Anyway, TRANS-LUX calls for action on several fronts. The Penn Theater, for instance: A great 1935 art deco building, it closed last summer after a season of Kung Fu movies and underrated thrillers like "Alligator," which had to be seen from the back rows because the whole front half of the orchestra had been scraped clean of seats, and little kids ran around in the dark on the bare concrete.
Ever since, the society has been trying to coordinate various groups interested in restoring the theater: "We envisioned the Penn rising as a Phoenix from the ashes, featuring Fred and Ginger in all their glory." Along with Design Action, the Paul Robeson Center for the Performing Arts and other groups, the society hopes to restore the place.
The centerfold: "In Danger: The Governor Shepherd Apartments and Star Parking Complex." Pictures and captions show the former, a fine old (1938) structure that might be demolished next year by the World Health Organization, which now owns it. As for the parking plaza, all that is likely to be saved is a set of concrete wall panels. The society would like to get these into a museum.
Richard Striner, who founded the society last spring and found to his astonishment that hundreds of other Washingtonians shared his madness, is a man with a mission.

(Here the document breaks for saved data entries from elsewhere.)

//! Key intervals over a sort schema.

use serde::{Deserialize, Serialize};
use std::cmp::Ordering;
use std::fmt;

use crate::datum::{Tuple, TupleComparator};

/// A key interval `[start, end]` in natural value order (`start <= end`
/// column-wise), tagged with the orientation of the leading sort key.
#[derive(Debug, Clone, PartialEq, Serialize, Deserialize)]
pub struct TupleRange {
    pub start: Tuple,
    pub end: Tuple,
    #[serde(default = "ascending_default")]
    pub ascending: bool,
}

fn ascending_default() -> bool {
    true
}

impl TupleRange {
    pub fn new(start: Tuple, end: Tuple, ascending: bool) -> Self {
        Self {
            start,
            end,
            ascending,
        }
    }

    /// `self` ends where `next` starts.
    pub fn is_adjacent_to(&self, next: &TupleRange) -> bool {
        self.end == next.start
    }

    /// Order of two ranges under the producing sort's comparator. For a
    /// descending leading key this is the reverse of value order.
    pub fn cmp_by(&self, other: &TupleRange, comparator: &TupleComparator) -> Ordering {
        comparator
            .compare(&self.start, &other.start)
            .then_with(|| comparator.compare(&self.end, &other.end))
    }
}

impl fmt::Display for TupleRange {
    fn fmt(&self, f: &mut fmt::Formatter<'_>) -> fmt::Result {
        write!(
            f,
            "[{} ~ {}]{}",
            self.start,
            self.end,
            if self.ascending { "" } else { " desc" }
        )
    }
}
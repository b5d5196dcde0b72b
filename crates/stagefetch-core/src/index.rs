//! Sorted key → byte-offset index written next to a sorted output file.
//!
//! File layout (all integers big-endian):
//!
//! ```text
//! "SFIX" | u8 version
//! u16 key_count | key_count × (u8 type | u8 ascending | u8 nulls_first | u16 name_len | name)
//! u64 entry_count | entry_count × (u32 key_len | key bytes | u64 offset)
//! ```
//!
//! Entries are ordered by the key schema's comparator, which is also the
//! order rows appear in the data file. The reader loads the whole file into
//! memory on open and holds no file handle afterwards.

use std::cmp::Ordering;
use std::fs::File;
use std::io::{BufWriter, Write};
use std::path::{Path, PathBuf};

use tracing::debug;

use crate::cursor::ByteCursor;
use crate::datum::{DataType, SortKey, Tuple, TupleComparator};
use crate::error::{Error, Result};
use crate::key_codec::{encode_tuple, read_tuple};

const MAGIC: &[u8; 4] = b"SFIX";
const VERSION: u8 = 1;

/// Builds an index while a sorting stage finalises its output.
pub struct SortedIndexWriter {
    path: PathBuf,
    comparator: TupleComparator,
    entries: Vec<(Tuple, u64)>,
}

impl SortedIndexWriter {
    pub fn new(path: impl AsRef<Path>, keys: Vec<SortKey>) -> Self {
        Self {
            path: path.as_ref().to_path_buf(),
            comparator: TupleComparator::new(keys),
            entries: Vec::new(),
        }
    }

    /// Record that rows with `key` start at byte `offset`.
    ///
    /// Repeated keys keep the first offset. Keys must arrive in comparator
    /// order and offsets must not decrease.
    pub fn write(&mut self, key: Tuple, offset: u64) -> Result<()> {
        if let Some((last_key, last_offset)) = self.entries.last() {
            match self.comparator.compare(last_key, &key) {
                Ordering::Equal => return Ok(()),
                Ordering::Greater => {
                    return Err(Error::OutOfOrder(format!(
                        "key {} follows {}",
                        key, last_key
                    )))
                }
                Ordering::Less => {}
            }
            if offset < *last_offset {
                return Err(Error::OutOfOrder(format!(
                    "offset {} for key {} precedes offset {}",
                    offset, key, last_offset
                )));
            }
        }
        self.entries.push((key, offset));
        Ok(())
    }

    pub fn len(&self) -> usize {
        self.entries.len()
    }

    pub fn is_empty(&self) -> bool {
        self.entries.is_empty()
    }

    /// Flush the index to disk.
    pub fn close(self) -> Result<PathBuf> {
        let keys = self.comparator.keys();
        let file = File::create(&self.path)?;
        let mut w = BufWriter::new(file);

        w.write_all(MAGIC)?;
        w.write_all(&[VERSION])?;
        w.write_all(&(keys.len() as u16).to_be_bytes())?;
        for key in keys {
            w.write_all(&[
                key.data_type.tag(),
                key.ascending as u8,
                key.nulls_first as u8,
            ])?;
            let name = key.column.as_bytes();
            w.write_all(&(name.len() as u16).to_be_bytes())?;
            w.write_all(name)?;
        }

        w.write_all(&(self.entries.len() as u64).to_be_bytes())?;
        for (key, offset) in &self.entries {
            let bytes = encode_tuple(keys, key)?;
            w.write_all(&(bytes.len() as u32).to_be_bytes())?;
            w.write_all(&bytes)?;
            w.write_all(&offset.to_be_bytes())?;
        }
        w.flush()?;

        debug!(
            "Wrote index {:?} with {} entries",
            self.path,
            self.entries.len()
        );
        Ok(self.path)
    }
}

/// Read-only view of an index file.
#[derive(Debug)]
pub struct SortedIndexReader {
    comparator: TupleComparator,
    entries: Vec<(Tuple, u64)>,
}

impl SortedIndexReader {
    pub fn open(path: impl AsRef<Path>) -> Result<Self> {
        let bytes = std::fs::read(path.as_ref())?;
        Self::from_bytes(&bytes)
    }

    pub fn from_bytes(bytes: &[u8]) -> Result<Self> {
        parse(bytes).map_err(|e| match e {
            Error::KeyEncoding(msg) => Error::CorruptIndex(msg),
            other => other,
        })
    }

    pub fn key_schema(&self) -> &[SortKey] {
        self.comparator.keys()
    }

    pub fn comparator(&self) -> &TupleComparator {
        &self.comparator
    }

    pub fn len(&self) -> usize {
        self.entries.len()
    }

    pub fn is_empty(&self) -> bool {
        self.entries.is_empty()
    }

    pub fn first_key(&self) -> Option<&Tuple> {
        self.entries.first().map(|(k, _)| k)
    }

    pub fn last_key(&self) -> Option<&Tuple> {
        self.entries.last().map(|(k, _)| k)
    }

    /// Offset of the entry whose key equals `key`.
    pub fn find(&self, key: &Tuple) -> Option<u64> {
        self.entries
            .binary_search_by(|(k, _)| self.comparator.compare(k, key))
            .ok()
            .map(|i| self.entries[i].1)
    }

    /// Offset of the first entry whose key is greater than or equal to `key`
    /// in comparator order. `None` when every key is smaller.
    pub fn find_nearest(&self, key: &Tuple) -> Option<u64> {
        let idx = self
            .entries
            .partition_point(|(k, _)| self.comparator.compare(k, key) == Ordering::Less);
        self.entries.get(idx).map(|(_, offset)| *offset)
    }
}

fn parse(bytes: &[u8]) -> Result<SortedIndexReader> {
    let mut cur = ByteCursor::new(bytes);
    if cur.take(4)? != MAGIC {
        return Err(Error::CorruptIndex("bad magic".to_string()));
    }
    let version = cur.u8()?;
    if version != VERSION {
        return Err(Error::CorruptIndex(format!(
            "unsupported index version {}",
            version
        )));
    }

    let key_count = cur.u16()? as usize;
    let mut keys = Vec::with_capacity(key_count);
    for _ in 0..key_count {
        let tag = cur.u8()?;
        let data_type = DataType::from_tag(tag)
            .ok_or_else(|| Error::CorruptIndex(format!("unknown type tag {}", tag)))?;
        let ascending = cur.u8()? != 0;
        let nulls_first = cur.u8()? != 0;
        let name_len = cur.u16()? as usize;
        let name = String::from_utf8(cur.take(name_len)?.to_vec())
            .map_err(|e| Error::CorruptIndex(format!("key name is not UTF-8: {}", e)))?;
        keys.push(SortKey {
            column: name,
            data_type,
            ascending,
            nulls_first,
        });
    }

    let entry_count = cur.u64()? as usize;
    // each entry needs at least 12 bytes, so a bogus count fails fast
    if entry_count > cur.remaining() / 12 {
        return Err(Error::CorruptIndex(format!(
            "entry count {} exceeds file size",
            entry_count
        )));
    }
    let mut entries = Vec::with_capacity(entry_count);
    for _ in 0..entry_count {
        let key_len = cur.u32()? as usize;
        let raw = cur.take(key_len)?;
        let mut key_cur = ByteCursor::new(raw);
        let key = read_tuple(&keys, &mut key_cur)?;
        let offset = cur.u64()?;
        entries.push((key, offset));
    }
    if !cur.is_empty() {
        return Err(Error::CorruptIndex(format!(
            "{} trailing bytes",
            cur.remaining()
        )));
    }

    Ok(SortedIndexReader {
        comparator: TupleComparator::new(keys),
        entries,
    })
}
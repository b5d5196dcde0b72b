//! Streaming of resolved chunks into a response body.

use axum::body::{Body, Bytes};
use futures::{Stream, StreamExt, TryStreamExt};
use std::io::{self, SeekFrom};
use std::pin::Pin;
use tokio::io::{AsyncReadExt, AsyncSeekExt};
use tokio_util::io::ReaderStream;

use crate::chunk::FileChunk;

/// Concatenation of `chunks`, read `buffer_size` bytes at a time. Each
/// file is opened when its turn comes and closed once its bytes are sent
/// or the body is dropped.
pub fn chunk_stream(
    chunks: Vec<FileChunk>,
    buffer_size: usize,
) -> impl Stream<Item = io::Result<Bytes>> + Send + 'static {
    futures::stream::iter(chunks)
        .then(move |chunk| open_chunk(chunk, buffer_size))
        .try_flatten()
}

/// Response body over `chunks`. `on_finish` runs once, with the byte count
/// as soon as the last expected byte has been read, or with the error that
/// cut the transfer short. A body dropped by a departing peer reports
/// neither.
pub fn chunk_body<F>(chunks: Vec<FileChunk>, buffer_size: usize, on_finish: F) -> Body
where
    F: FnOnce(Result<u64, &io::Error>) + Send + 'static,
{
    let tracked = Tracked {
        expected: chunks.iter().map(|c| c.length).sum(),
        stream: Box::pin(chunk_stream(chunks, buffer_size)),
        sent: 0,
        on_finish: Some(on_finish),
    };
    Body::from_stream(futures::stream::unfold(tracked, |mut t| async move {
        match t.stream.next().await {
            Some(Ok(bytes)) => {
                t.sent += bytes.len() as u64;
                if t.sent >= t.expected {
                    let sent = t.sent;
                    t.finish(Ok(sent));
                }
                Some((Ok(bytes), t))
            }
            Some(Err(e)) => {
                t.finish(Err(&e));
                Some((Err(e), t))
            }
            None if t.on_finish.is_some() => {
                let e = io::Error::new(
                    io::ErrorKind::UnexpectedEof,
                    format!("chunks ended after {} of {} bytes", t.sent, t.expected),
                );
                t.finish(Err(&e));
                Some((Err(e), t))
            }
            None => None,
        }
    }))
}

struct Tracked<F> {
    stream: Pin<Box<dyn Stream<Item = io::Result<Bytes>> + Send>>,
    sent: u64,
    expected: u64,
    on_finish: Option<F>,
}

impl<F: FnOnce(Result<u64, &io::Error>)> Tracked<F> {
    fn finish(&mut self, outcome: Result<u64, &io::Error>) {
        if let Some(on_finish) = self.on_finish.take() {
            on_finish(outcome);
        }
    }
}

async fn open_chunk(
    chunk: FileChunk,
    buffer_size: usize,
) -> io::Result<ReaderStream<tokio::io::Take<tokio::fs::File>>> {
    let mut file = tokio::fs::File::open(&chunk.path).await?;
    file.seek(SeekFrom::Start(chunk.offset)).await?;
    Ok(ReaderStream::with_capacity(
        file.take(chunk.length),
        buffer_size,
    ))
}
//! stagefetch pull service - serves the intermediate output of finished
//! tasks to the tasks of the next stage.
//!
//! A request names a stage, a partition or key range, and one or more task
//! attempts; the service resolves each attempt to a byte range of a local
//! file ([`chunk`]) and streams the concatenation back ([`transfer`]).

pub mod app;
pub mod chunk;
pub mod config;
pub mod error;
pub mod fetcher;
pub mod health;
pub mod layout;
pub mod meta;
pub mod metrics;
pub mod server;
pub mod service;
pub mod transfer;

pub use app::{AppIdentity, AppRegistry};
pub use chunk::FileChunk;
pub use config::PullServerConfig;
pub use error::{FetchError, PullError};
pub use fetcher::{FetchOutcome, Fetcher};
pub use layout::OutputLayout;
pub use meta::{deserialize_meta, serialize_meta};
pub use metrics::ShuffleMetrics;
pub use server::{ConnectionOptions, PullServer};
pub use service::{pull_router, ShuffleState};
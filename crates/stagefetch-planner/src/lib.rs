//! stagefetch planner - assigns a finished stage's intermediate output to
//! the tasks of the stage that consumes it.
//!
//! Hash-partitioned output is grouped by partition id; range-partitioned
//! output is split into contiguous key sub-ranges sized by data volume.
//! Groups are dealt onto tasks round-robin; see [`Repartitioner`].

pub mod config;
pub mod error;
pub mod repartitioner;
pub mod stats;
pub mod task;
pub mod uniform;

pub use config::PlannerConfig;
pub use error::{PlanError, Result};
pub use repartitioner::{AssignmentMode, ChildStage, Repartitioner};
pub use stats::{column_stats_to_range, ColumnStats, TableStats};
pub use task::{assign_round_robin, FetchGroup, Task, TaskId, TaskIdAllocator};
pub use uniform::UniformRangePartition;
//! Prometheus metrics of the shuffle service.

use prometheus_client::encoding::text::encode;
use prometheus_client::metrics::counter::Counter;
use prometheus_client::metrics::gauge::Gauge;
use prometheus_client::registry::Registry;
use std::sync::Arc;

#[derive(Clone)]
pub struct ShuffleMetrics {
    /// Bytes promised in successful response headers.
    pub output_bytes: Counter,
    pub outputs_ok: Counter,
    pub outputs_failed: Counter,
    pub connections: Gauge,
    pub registry: Arc<Registry>,
}

impl ShuffleMetrics {
    pub fn new() -> Self {
        let mut registry = Registry::default();

        let output_bytes = Counter::default();
        registry.register(
            "stagefetch_shuffle_output_bytes",
            "Bytes of intermediate output served",
            output_bytes.clone(),
        );

        let outputs_ok = Counter::default();
        registry.register(
            "stagefetch_shuffle_outputs_ok",
            "Fetch requests answered successfully",
            outputs_ok.clone(),
        );

        let outputs_failed = Counter::default();
        registry.register(
            "stagefetch_shuffle_outputs_failed",
            "Fetch requests answered with an error",
            outputs_failed.clone(),
        );

        let connections = Gauge::default();
        registry.register(
            "stagefetch_shuffle_connections",
            "Open client connections",
            connections.clone(),
        );

        Self {
            output_bytes,
            outputs_ok,
            outputs_failed,
            connections,
            registry: Arc::new(registry),
        }
    }

    /// Encode all metrics as Prometheus text format.
    pub fn encode(&self) -> Result<String, std::fmt::Error> {
        let mut buf = String::new();
        encode(&mut buf, &self.registry)?;
        Ok(buf)
    }
}

impl Default for ShuffleMetrics {
    fn default() -> Self {
        Self::new()
    }
}

#[cfg(test)]
mod tests {
    use super::*;

    #[test]
    fn encodes_registered_metrics() {
        let metrics = ShuffleMetrics::new();
        metrics.output_bytes.inc_by(42);
        metrics.outputs_ok.inc();
        metrics.connections.inc();

        let text = metrics.encode().unwrap();
        assert!(text.contains("stagefetch_shuffle_output_bytes_total 42"));
        assert!(text.contains("stagefetch_shuffle_outputs_ok_total 1"));
        assert!(text.contains("stagefetch_shuffle_outputs_failed_total 0"));
        assert!(text.contains("stagefetch_shuffle_connections 1"));
    }
}
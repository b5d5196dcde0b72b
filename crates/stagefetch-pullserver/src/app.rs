//! Registry of the applications whose output this worker serves.
//!
//! Updated only at application start and stop; request handlers take a
//! read snapshot of the active application.

use std::collections::HashMap;
use std::sync::{PoisonError, RwLock};
use tracing::info;

#[derive(Debug, Clone, PartialEq, Eq)]
pub struct AppIdentity {
    pub user: String,
    pub app_id: String,
}

#[derive(Debug, Default)]
struct Apps {
    users: HashMap<String, String>,
    active: Option<String>,
}

#[derive(Debug, Default)]
pub struct AppRegistry {
    inner: RwLock<Apps>,
}

impl AppRegistry {
    pub fn new() -> Self {
        Self::default()
    }

    /// Register `app_id` for `user` and make it the active application.
    pub fn init_app(&self, user: &str, app_id: &str) {
        let mut apps = self.inner.write().unwrap_or_else(PoisonError::into_inner);
        apps.users.insert(app_id.to_string(), user.to_string());
        apps.active = Some(app_id.to_string());
        info!("Serving output of application {} for user {}", app_id, user);
    }

    pub fn stop_app(&self, app_id: &str) {
        let mut apps = self.inner.write().unwrap_or_else(PoisonError::into_inner);
        if apps.users.remove(app_id).is_some() {
            info!("Stopped serving application {}", app_id);
        }
        if apps.active.as_deref() == Some(app_id) {
            apps.active = None;
        }
    }

    pub fn active(&self) -> Option<AppIdentity> {
        let apps = self.inner.read().unwrap_or_else(PoisonError::into_inner);
        let app_id = apps.active.as_ref()?;
        apps.users.get(app_id).map(|user| AppIdentity {
            user: user.clone(),
            app_id: app_id.clone(),
        })
    }
}
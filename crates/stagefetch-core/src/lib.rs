//! stagefetch core - the shuffle data model shared by the partition planner
//! and the pull service.
//!
//! - [`IntermediateEntry`]: output of one finished child task attempt
//! - [`Tuple`], [`SortKey`], [`TupleComparator`], [`TupleRange`]: sort keys and key ranges
//! - [`SortedIndexWriter`] / [`SortedIndexReader`]: on-disk key → offset index
//! - [`FetchDescriptor`] / [`FetchRequest`]: the fetch-URL wire format

pub mod cursor;
pub mod datum;
pub mod error;
pub mod fetch;
pub mod index;
pub mod intermediate;
pub mod key_codec;
pub mod range;

pub use datum::{DataType, Datum, SortKey, Tuple, TupleComparator};
pub use error::{Error, Result};
pub use fetch::{FetchDescriptor, FetchKind, FetchRequest};
pub use index::{SortedIndexReader, SortedIndexWriter};
pub use intermediate::{IntermediateEntry, PartitionType, PullAddress, TaskAttempt};
pub use range::TupleRange;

"We can never re-create the past," he writes in this first newsletter, "but we can surely get a sense of how the arts and humanities affected and enhanced one another in the Jazz Age and the Depression." He sees a national movement in art deco, "a significant force in our contemporary culture, a sign of the times in a way that historians delight to study and ponder."
Not only does the local society hold monthly meetings featuring Astaire-Rogers movies and ballroom dancing and such at the Shoreham's new deco Marquee Lounge, but it also is pressing for attendance at an Art Deco Weekend in Miami Beach Jan. 14 to 16, to include a dance marathon, parties, art shows and an antique car show. Miami Beach, you should understand, is a Happy Hunting Ground for art deco nuts, and that is why it was selected by the Art Deco Societies of America this year.
So it is apparent that we are in the presence of yet another pooling of power in this city that believes itself the capital of power (though if it really were, would we talk about it so much?). Next quarter, the newsletter -- P.O. Box 11090, Washington, D.C., 20008 -- will catalogue Washington's deco sites, bemoan Glen Echo Park and examine the Little Tavern at 630 N. Capitol St., "renovated to its 1931 glory." Hold your breath.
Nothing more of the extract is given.